▸ YOUR TASK
Tally every line of the entries that contains the string "OnceCell", then reply with only that number.

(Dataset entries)
**********

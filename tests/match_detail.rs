use std::fs;
use std::path::PathBuf;

use epl_extract::match_detail::{parse_match_detail, EventKind};

fn read_fixture(name: &str) -> String {
    let mut path = PathBuf::from(env!("CARGO_MANIFEST_DIR"));
    path.push("tests");
    path.push("fixtures");
    path.push(name);
    fs::read_to_string(path).expect("fixture file should be readable")
}

#[test]
fn parses_match_detail_fixture() {
    let raw = read_fixture("match_74920.html");
    let record = parse_match_detail(&raw, 74920).expect("fixture should parse");
    assert_eq!(record.match_id, 74920);
    assert_eq!(record.stadium, "Anfield");
    assert_eq!(record.referee, "Anthony Taylor");
    assert_eq!(record.half_time_score_home, 1);
    assert_eq!(record.half_time_score_away, 0);
    assert_eq!(record.attendance, 53112);
}

#[test]
fn goal_timeline_skips_non_goal_entries() {
    let raw = read_fixture("match_74920.html");
    let record = parse_match_detail(&raw, 74920).expect("fixture should parse");
    // The card and the substitution never make it into the timeline.
    assert!(record
        .events
        .home
        .iter()
        .all(|e| e.player != "Yellow Card Robertson"));
    assert!(!record.events.away.iter().any(|e| e.player.contains("Olise") && e.kind == EventKind::Goal));
    let home_goals = record
        .events
        .home
        .iter()
        .filter(|e| e.kind == EventKind::Goal)
        .count();
    assert_eq!(home_goals, 2);
}

#[test]
fn goals_precede_assists_within_a_side() {
    let raw = read_fixture("match_74920.html");
    let record = parse_match_detail(&raw, 74920).expect("fixture should parse");
    let home_kinds = record.events.home.iter().map(|e| e.kind).collect::<Vec<_>>();
    assert_eq!(
        home_kinds,
        [EventKind::Goal, EventKind::Goal, EventKind::Assist]
    );
    let away_kinds = record.events.away.iter().map(|e| e.kind).collect::<Vec<_>>();
    assert_eq!(
        away_kinds,
        [EventKind::Goal, EventKind::Goal, EventKind::Assist]
    );
}

#[test]
fn event_names_and_minutes_are_parsed() {
    let raw = read_fixture("match_74920.html");
    let record = parse_match_detail(&raw, 74920).expect("fixture should parse");
    let salah = &record.events.home[0];
    assert_eq!(salah.player, "Salah");
    assert_eq!(salah.time, 32);
    let assist = record.events.home.last().expect("home assist present");
    assert_eq!(assist.player, "Alexander-Arnold");
    assert_eq!(assist.time, 32);
}

#[test]
fn compact_goal_text_parses_player_and_minute() {
    let raw = read_fixture("match_74920.html");
    let record = parse_match_detail(&raw, 74920).expect("fixture should parse");
    let smith = &record.events.away[0];
    assert_eq!(smith.kind, EventKind::Goal);
    assert_eq!(smith.player, "Smith");
    assert_eq!(smith.time, 45);
}

#[test]
fn missing_attendance_is_fatal() {
    let raw = read_fixture("match_74920.html").replace("class=\"attendance\"", "class=\"crowd\"");
    let err = parse_match_detail(&raw, 74920).expect_err("attendance is required");
    assert!(format!("{err:#}").contains("attendance"), "{err:#}");
}

#[test]
fn missing_half_time_block_is_fatal() {
    let raw = read_fixture("match_74920.html").replace("class=\"halfTime\"", "class=\"fullTime\"");
    assert!(parse_match_detail(&raw, 74920).is_err());
}

#[test]
fn malformed_event_text_is_fatal() {
    let raw = read_fixture("match_74920.html").replace("GoalSmith45", "Goal45Smith");
    let err = parse_match_detail(&raw, 74920).expect_err("minute-first event text cannot parse");
    assert!(format!("{err:#}").contains("name-then-minute"), "{err:#}");
}
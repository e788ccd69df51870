//! Single-match page parser: half-time score, attendance, officials, and the
//! per-side goal and assist timelines.

use std::path::PathBuf;

use anyhow::{anyhow, bail, Context, Result};
use once_cell::sync::Lazy;
use regex::Regex;
use scraper::{ElementRef, Html, Selector};
use serde::{Deserialize, Serialize};

use crate::config::{Config, MATCH_URL_BASE};
use crate::extract::{select_one_required, selector, split_score, text_of};
use crate::page_fetch::fetch_page;
use crate::store::{read_html, write_text};

static HALF_TIME: Lazy<Selector> = Lazy::new(|| selector(".matchStats .halfTime"));
static ATTENDANCE: Lazy<Selector> = Lazy::new(|| selector(".attendance"));
static REFEREE: Lazy<Selector> = Lazy::new(|| selector(".matchInfo .referee"));
static STADIUM: Lazy<Selector> = Lazy::new(|| selector(".matchInfo .stadium"));
static HOME_GOAL_EVENTS: Lazy<Selector> = Lazy::new(|| selector(".matchEvents .home .event"));
static AWAY_GOAL_EVENTS: Lazy<Selector> = Lazy::new(|| selector(".matchEvents .away .event"));
static HOME_ASSISTS: Lazy<Selector> = Lazy::new(|| selector(".assists .home .event"));
static AWAY_ASSISTS: Lazy<Selector> = Lazy::new(|| selector(".assists .away .event"));

static HALF_TIME_RE: Lazy<Regex> = Lazy::new(|| Regex::new(r"(\d+-\d+)").expect("valid regex"));
static ATTENDANCE_RE: Lazy<Regex> = Lazy::new(|| Regex::new(r"([\d,]+)").expect("valid regex"));
// Player name is the leading non-digit run, minute the digit run after it.
static EVENT_RE: Lazy<Regex> = Lazy::new(|| Regex::new(r"^([^\d]+)([0-9]+)").expect("valid regex"));

#[derive(Debug, Clone, Copy, PartialEq, Eq, Serialize, Deserialize)]
#[serde(rename_all = "lowercase")]
pub enum EventKind {
    Goal,
    Assist,
}

#[derive(Debug, Clone, PartialEq, Serialize, Deserialize)]
pub struct MatchEvent {
    #[serde(rename = "type")]
    pub kind: EventKind,
    pub player: String,
    /// Match minute.
    pub time: u32,
}

/// Per-side timelines; goals come before assists within a side.
#[derive(Debug, Clone, PartialEq, Serialize, Deserialize)]
pub struct MatchEvents {
    pub home: Vec<MatchEvent>,
    pub away: Vec<MatchEvent>,
}

#[derive(Debug, Clone, PartialEq, Serialize, Deserialize)]
pub struct MatchDetailRecord {
    pub match_id: u64,
    pub stadium: String,
    pub half_time_score_home: u32,
    pub half_time_score_away: u32,
    pub attendance: u64,
    pub referee: String,
    pub events: MatchEvents,
}

/// Parse one match page. The stat fragments are all required; an event list
/// may be empty (goalless side) but an event entry that defies the
/// name-then-minute form is fatal. No partial record is ever produced.
pub fn parse_match_detail(html: &str, match_id: u64) -> Result<MatchDetailRecord> {
    let doc = Html::parse_document(html);
    let root = doc.root_element();

    let half_time_text = text_of(select_one_required(root, &HALF_TIME, "half time block")?);
    let caps = HALF_TIME_RE
        .captures(&half_time_text)
        .ok_or_else(|| anyhow!("no H-A score in half time text {half_time_text:?}"))?;
    let (half_time_score_home, half_time_score_away) = split_score(&caps[1])?;

    let attendance_text = text_of(select_one_required(root, &ATTENDANCE, "attendance block")?);
    let caps = ATTENDANCE_RE
        .captures(&attendance_text)
        .ok_or_else(|| anyhow!("no crowd figure in attendance text {attendance_text:?}"))?;
    let attendance: u64 = caps[1]
        .replace(',', "")
        .parse()
        .context("attendance is not an integer")?;

    let referee = text_of(select_one_required(root, &REFEREE, "referee")?);
    let stadium = text_of(select_one_required(root, &STADIUM, "stadium")?);

    let mut home = scan_goal_events(root, &HOME_GOAL_EVENTS).context("home goal events")?;
    home.extend(scan_assist_events(root, &HOME_ASSISTS).context("home assists")?);
    let mut away = scan_goal_events(root, &AWAY_GOAL_EVENTS).context("away goal events")?;
    away.extend(scan_assist_events(root, &AWAY_ASSISTS).context("away assists")?);

    Ok(MatchDetailRecord {
        match_id,
        stadium,
        half_time_score_home,
        half_time_score_away,
        attendance,
        referee,
        events: MatchEvents { home, away },
    })
}

/// The event feed mixes goals with cards and substitutions; only entries
/// mentioning "goal" belong to the timeline.
fn scan_goal_events(root: ElementRef<'_>, sel: &Selector) -> Result<Vec<MatchEvent>> {
    let mut events = Vec::new();
    for entry in root.select(sel) {
        let text = text_of(entry);
        if !text.to_lowercase().contains("goal") {
            continue;
        }
        let cleaned = text.replace("Goal", "");
        let (player, time) = parse_event_text(cleaned.trim())?;
        events.push(MatchEvent {
            kind: EventKind::Goal,
            player,
            time,
        });
    }
    Ok(events)
}

fn scan_assist_events(root: ElementRef<'_>, sel: &Selector) -> Result<Vec<MatchEvent>> {
    let mut events = Vec::new();
    for entry in root.select(sel) {
        let (player, time) = parse_event_text(&text_of(entry))?;
        events.push(MatchEvent {
            kind: EventKind::Assist,
            player,
            time,
        });
    }
    Ok(events)
}

fn parse_event_text(text: &str) -> Result<(String, u32)> {
    let caps = EVENT_RE
        .captures(text)
        .ok_or_else(|| anyhow!("event text {text:?} is not in name-then-minute form"))?;
    let player = caps[1].trim().to_string();
    let time = caps[2]
        .parse()
        .with_context(|| format!("event minute in {text:?}"))?;
    Ok((player, time))
}

/// Download one match page to the snapshot store. The on-disk file is the
/// idempotency cache: refuses to refetch unless `force` is set.
pub fn download_match(config: &Config, match_id: u64, force: bool) -> Result<PathBuf> {
    let dest = config.match_raw_file(match_id);
    if !force && dest.exists() {
        bail!("match {match_id} already downloaded to {}", dest.display());
    }
    let body = fetch_page(&format!("{MATCH_URL_BASE}{match_id}"), &[])?;
    write_text(&dest, &body)?;
    Ok(dest)
}

/// Read a downloaded match snapshot and extract its record.
pub fn process_match(config: &Config, match_id: u64) -> Result<MatchDetailRecord> {
    let path = config.match_raw_file(match_id);
    let html = read_html(&path)
        .with_context(|| format!("match {match_id} not found"))?;
    parse_match_detail(&html, match_id).with_context(|| format!("match {match_id}"))
}
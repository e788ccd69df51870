//! End-of-season league table scraper. One request per season, rows parsed by
//! declared column position, accumulated set checkpointed after every season.

use std::ops::RangeInclusive;

use anyhow::{Context, Result};
use once_cell::sync::Lazy;
use scraper::{Html, Selector};
use serde::{Deserialize, Serialize};

use crate::checkpoint::Checkpoint;
use crate::config::Config;
use crate::extract::{selector, RowCells};
use crate::page_fetch::fetch_page;

const TABLE_URL_BASE: &str =
    "https://www.transfermarkt.co.uk/premier-league/tabelle/wettbewerb/GB1/saison_id";

/// First Premier League season through 2021/22.
pub const SEASONS: RangeInclusive<i32> = 1992..=2021;

static ROWS: Lazy<Selector> = Lazy::new(|| selector("#yw1 table tbody tr"));
static CELLS: Lazy<Selector> = Lazy::new(|| selector("td"));

// Declared column binding for the table markup. Positional on purpose: the
// page has no per-cell ids, and a layout change must fail loudly here.
mod col {
    pub const POSITION: usize = 0;
    pub const CLUB: usize = 2;
    pub const PLAYED: usize = 3;
    pub const WON: usize = 4;
    pub const DRAWN: usize = 5;
    pub const LOST: usize = 6;
    pub const GOALS: usize = 7;
    pub const GOALS_DIFF: usize = 8;
    pub const POINTS: usize = 9;
}

#[derive(Debug, Clone, PartialEq, Serialize, Deserialize)]
pub struct TableRowRecord {
    pub position: u32,
    pub club: String,
    pub played: u32,
    pub won: u32,
    pub drawn: u32,
    pub lost: u32,
    /// "scored:conceded", kept as published.
    pub goals: String,
    pub goals_diff: i32,
    pub points: u32,
    /// Year the season started.
    pub season: i32,
}

pub fn parse_table_rows(html: &str, season: i32) -> Result<Vec<TableRowRecord>> {
    let doc = Html::parse_document(html);
    let root = doc.root_element();
    let mut rows = Vec::new();

    for row in root.select(&ROWS) {
        let cells = RowCells::collect(row, &CELLS);
        let record = TableRowRecord {
            position: parse_u32(&cells.text(col::POSITION, "position")?, "position")?,
            club: cells.text(col::CLUB, "club")?,
            played: parse_u32(&cells.text(col::PLAYED, "played")?, "played")?,
            won: parse_u32(&cells.text(col::WON, "won")?, "won")?,
            drawn: parse_u32(&cells.text(col::DRAWN, "drawn")?, "drawn")?,
            lost: parse_u32(&cells.text(col::LOST, "lost")?, "lost")?,
            goals: cells.text(col::GOALS, "goals")?,
            goals_diff: parse_i32(&cells.text(col::GOALS_DIFF, "goals_diff")?, "goals_diff")?,
            points: parse_u32(&cells.text(col::POINTS, "points")?, "points")?,
            season,
        };
        rows.push(record);
    }

    Ok(rows)
}

/// Scrape every season table into `club_tables.json`, rewriting the file
/// after each season. Returns the total row count.
pub fn crawl_tables(config: &Config) -> Result<usize> {
    let mut checkpoint = Checkpoint::new(config.club_tables_file());
    for season in SEASONS {
        let url = format!("{TABLE_URL_BASE}/{season}");
        let html = fetch_page(&url, &[]).with_context(|| format!("season {season} table"))?;
        let rows = parse_table_rows(&html, season)
            .with_context(|| format!("season {season} table"))?;
        checkpoint.extend_and_persist(rows)?;
    }
    Ok(checkpoint.len())
}

fn parse_u32(text: &str, field: &str) -> Result<u32> {
    text.trim()
        .parse()
        .with_context(|| format!("{field} {text:?} is not an integer"))
}

/// Signed parse; the page prints the diff with an explicit +/- sign.
fn parse_i32(text: &str, field: &str) -> Result<i32> {
    text.trim()
        .parse()
        .with_context(|| format!("{field} {text:?} is not a signed integer"))
}
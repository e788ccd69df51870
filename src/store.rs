use std::fs;
use std::path::Path;

use anyhow::{Context, Result};
use serde::Serialize;

/// Raw HTML snapshot read. A missing file is fatal; the caller decides how to
/// name the record that should have been there.
pub fn read_html(path: &Path) -> Result<String> {
    fs::read_to_string(path).with_context(|| format!("no file found at {}", path.display()))
}

pub fn write_text(path: &Path, body: &str) -> Result<()> {
    ensure_parent(path)?;
    fs::write(path, body).with_context(|| format!("write {}", path.display()))
}

/// Pretty-printed (2-space) JSON, written to a temp file and renamed over the
/// destination so an interrupted write never leaves a truncated dataset.
pub fn write_json_pretty<T: Serialize>(path: &Path, value: &T) -> Result<()> {
    ensure_parent(path)?;
    let json = serde_json::to_string_pretty(value)
        .with_context(|| format!("serialize json for {}", path.display()))?;
    let tmp = path.with_extension("json.tmp");
    fs::write(&tmp, json).with_context(|| format!("write {}", tmp.display()))?;
    fs::rename(&tmp, path).with_context(|| format!("swap {}", path.display()))?;
    Ok(())
}

fn ensure_parent(path: &Path) -> Result<()> {
    if let Some(parent) = path.parent() {
        fs::create_dir_all(parent)
            .with_context(|| format!("create directory {}", parent.display()))?;
    }
    Ok(())
}
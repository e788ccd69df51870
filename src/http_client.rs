use std::time::Duration;

use anyhow::{Context, Result};
use once_cell::sync::OnceCell;
use reqwest::blocking::Client;
use reqwest::header::{HeaderMap, HeaderValue, ACCEPT, USER_AGENT};

// Both sites serve a bot-detection page to unknown agents, so every request
// goes out with a browser identity.
const BROWSER_USER_AGENT: &str = "Mozilla/5.0 (Macintosh; Intel Mac OS X 10_15_7) \
     AppleWebKit/537.36 (KHTML, like Gecko) Chrome/108.0.0.0 Safari/537.36";

const REQUEST_TIMEOUT_SECS: u64 = 30;

static CLIENT: OnceCell<Client> = OnceCell::new();

pub fn http_client() -> Result<&'static Client> {
    CLIENT.get_or_try_init(|| {
        let mut headers = HeaderMap::new();
        headers.insert(USER_AGENT, HeaderValue::from_static(BROWSER_USER_AGENT));
        headers.insert(ACCEPT, HeaderValue::from_static("text/html"));
        Client::builder()
            .default_headers(headers)
            .timeout(Duration::from_secs(REQUEST_TIMEOUT_SECS))
            .build()
            .context("failed to build http client")
    })
}
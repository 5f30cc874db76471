//! funnel-manager: export, import y preview de configuraciones de funnel.
//!
//! Códigos de salida: 0 ok, 2 uso, 3 entrada inválida, 4 no encontrado o
//! conflicto, 5 base de datos.

use std::fs;
use std::path::{Path, PathBuf};

use anyhow::{Context, Result};
use clap::{Parser, Subcommand};
use funnel_core::catalog;
use funnel_core::transfer::{parse_upload, read_snapshot, SnapshotSummary};
use funnel_manager::{export_filename, export_funnel_config, format_export_for_download, import_funnel_config, AppError, Outcome};
use funnel_persistence::{build_dev_pool_from_env, init_dotenv, PgFunnelStore, PoolProvider};
use log::info;

#[derive(Parser, Debug)]
#[command(name = "funnel-manager")]
#[command(version, about = "Export and import complete funnel configurations", long_about = None)]
struct Cli {
    #[command(subcommand)]
    command: Commands,
}

#[derive(Subcommand, Debug)]
enum Commands {
    /// Export a funnel to a JSON file
    Export {
        /// Funnel id
        #[arg(long)]
        funnel: i64,

        /// Output directory
        #[arg(long, env = "FUNNEL_EXPORT_DIR", default_value = ".")]
        out: PathBuf,
    },

    /// Import a funnel from a JSON file
    Import {
        /// Path of the exported JSON document
        #[arg(long)]
        file: PathBuf,

        /// Overwrite the funnel that already targets the same product
        #[arg(long)]
        update_existing: bool,
    },

    /// Summarize a JSON file without touching the database
    Preview {
        #[arg(long)]
        file: PathBuf,
    },

    /// List stored funnels
    #[command(alias = "ls")]
    List,
}

fn open_store() -> Result<PgFunnelStore<PoolProvider>, AppError> {
    let pool = build_dev_pool_from_env()?;
    Ok(PgFunnelStore::from_pool(pool))
}

fn read_file(path: &Path) -> Result<Vec<u8>, AppError> {
    fs::read(path).map_err(|e| AppError::io(path, e))
}

fn run_export(funnel_id: i64, out: &Path) -> Result<()> {
    let store = open_store()?;
    let outcome = export_funnel_config(&store, funnel_id);
    let snapshot = match &outcome {
        Outcome::Success(snapshot) => snapshot,
        Outcome::Failure { kind, message } => {
            eprintln!("{}", format_export_for_download(&outcome));
            return Err(AppError::Transfer { kind: *kind,
                                            message: message.clone() }.into());
        }
    };

    fs::create_dir_all(out).map_err(|e| AppError::io(out, e))?;
    let path = out.join(export_filename(snapshot));
    fs::write(&path, format_export_for_download(&outcome)).map_err(|e| AppError::io(&path, e))?;
    info!("exported funnel {funnel_id} ({} steps, {} routes)", snapshot.steps.len(), snapshot.routes.len());
    println!("{}", path.display());
    Ok(())
}

fn run_import(file: &Path, update_existing: bool) -> Result<()> {
    let bytes = read_file(file)?;
    let document = parse_upload(&bytes).map_err(AppError::from)?;
    let store = open_store()?;
    let outcome = import_funnel_config(&store, &document, update_existing);
    println!("{}", serde_json::to_string_pretty(&outcome).context("render import report")?);
    match outcome.failure() {
        Some((kind, message)) => Err(AppError::Transfer { kind,
                                                          message: message.to_string() }.into()),
        None => Ok(()),
    }
}

fn run_preview(file: &Path) -> Result<()> {
    let bytes = read_file(file)?;
    let snapshot = read_snapshot(&bytes).map_err(AppError::from)?;
    println!("{}", SnapshotSummary::from(&snapshot));
    Ok(())
}

fn or_dash(id: Option<i64>) -> String {
    id.map(|v| v.to_string()).unwrap_or_else(|| "-".into())
}

fn run_list() -> Result<()> {
    let store = open_store()?;
    let funnels = catalog::list_funnels(&store).map_err(AppError::from)?;
    for f in funnels {
        println!("{}\t{}\tproduct={}\tworkflow={}",
                 f.id,
                 f.name.as_deref().unwrap_or("-"),
                 or_dash(f.product_id),
                 or_dash(f.workflow_id));
    }
    Ok(())
}

fn exit_code(err: &anyhow::Error) -> i32 {
    err.downcast_ref::<AppError>().map(AppError::exit_code).unwrap_or(1)
}

fn main() {
    init_dotenv();
    env_logger::Builder::from_env(env_logger::Env::default().default_filter_or("info")).init();
    let cli = Cli::parse();

    let result = match &cli.command {
        Commands::Export { funnel, out } => run_export(*funnel, out),
        Commands::Import { file, update_existing } => run_import(file, *update_existing),
        Commands::Preview { file } => run_preview(file),
        Commands::List => run_list(),
    };

    if let Err(err) = result {
        eprintln!("error: {err:#}");
        std::process::exit(exit_code(&err));
    }
}
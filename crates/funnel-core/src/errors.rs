//! Errores del subsistema de export/import.
//!
//! - `StoreError`: frontera con el almacenamiento (lo que devuelve una sesión).
//! - `TransferError`: taxonomía visible hacia arriba (NotFound, Validation,
//!   Conflict, Database). Las anomalías por elemento (blob JSON corrupto, ruta
//!   colgante) no son errores: se registran con `warn!` y se omiten.

use funnel_domain::DomainError;
use serde::{Deserialize, Serialize};
use thiserror::Error;

#[derive(Debug, Error, Clone, PartialEq, Eq)]
pub enum StoreError {
    #[error("unique violation: {0}")]
    UniqueViolation(String),
    #[error("foreign key violation: {0}")]
    ForeignKeyViolation(String),
    #[error("not found")]
    NotFound,
    #[error("connection error: {0}")]
    Connection(String),
    #[error("unknown database error: {0}")]
    Unknown(String),
}

pub type StoreResult<T> = Result<T, StoreError>;

#[derive(Debug, Error, Clone, PartialEq, Eq)]
pub enum TransferError {
    #[error("{0}")]
    NotFound(String),
    #[error("{0}")]
    Validation(String),
    #[error("{0}")]
    Conflict(String),
    #[error("database error: {0}")]
    Database(#[from] StoreError),
}

impl From<DomainError> for TransferError {
    fn from(err: DomainError) -> Self {
        TransferError::Validation(err.to_string())
    }
}

/// Clase de error sin payload, para resultados etiquetados y códigos de salida.
#[derive(Debug, Clone, Copy, PartialEq, Eq, Serialize, Deserialize)]
#[serde(rename_all = "snake_case")]
pub enum ErrorKind {
    NotFound,
    Validation,
    Conflict,
    Database,
}

impl TransferError {
    pub fn kind(&self) -> ErrorKind {
        match self {
            TransferError::NotFound(_) => ErrorKind::NotFound,
            TransferError::Validation(_) => ErrorKind::Validation,
            TransferError::Conflict(_) => ErrorKind::Conflict,
            TransferError::Database(_) => ErrorKind::Database,
        }
    }
}
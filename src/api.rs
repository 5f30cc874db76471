//! Fachada hacia la capa de presentación: export, import y formato de
//! descarga sobre cualquier `FunnelStore`.

use chrono::{Local, NaiveDateTime};
use funnel_core::transfer::{download_filename, error_document, to_pretty_json};
use funnel_core::{export_funnel, import_document, FunnelStore, ImportReport};
use funnel_domain::{EntityId, Snapshot};
use serde_json::Value;

use crate::outcome::Outcome;

pub fn export_funnel_config<S: FunnelStore>(store: &S, funnel_id: EntityId) -> Outcome<Snapshot> {
    export_funnel(store, funnel_id).into()
}

/// Valida e importa un documento ya parseado. Todo o nada: un fallo no deja
/// filas escritas.
pub fn import_funnel_config<S: FunnelStore>(store: &S, document: &Value, update_existing: bool) -> Outcome<ImportReport> {
    import_document(store, document, update_existing).into()
}

/// JSON indentado del snapshot, o `{"error":true,"message":...}` si el export
/// falló.
pub fn format_export_for_download(outcome: &Outcome<Snapshot>) -> String {
    match outcome {
        Outcome::Success(snapshot) => match to_pretty_json(snapshot) {
            Ok(text) => text,
            Err(err) => error_document(&err.to_string()),
        },
        Outcome::Failure { message, .. } => error_document(message),
    }
}

/// Nombre de archivo de descarga para un export exitoso.
pub fn export_filename(snapshot: &Snapshot) -> String {
    export_filename_at(snapshot, Local::now().naive_local())
}

pub fn export_filename_at(snapshot: &Snapshot, at: NaiveDateTime) -> String {
    download_filename(snapshot.funnel.name.as_deref(), at)
}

**********

▸ OUTPUT
2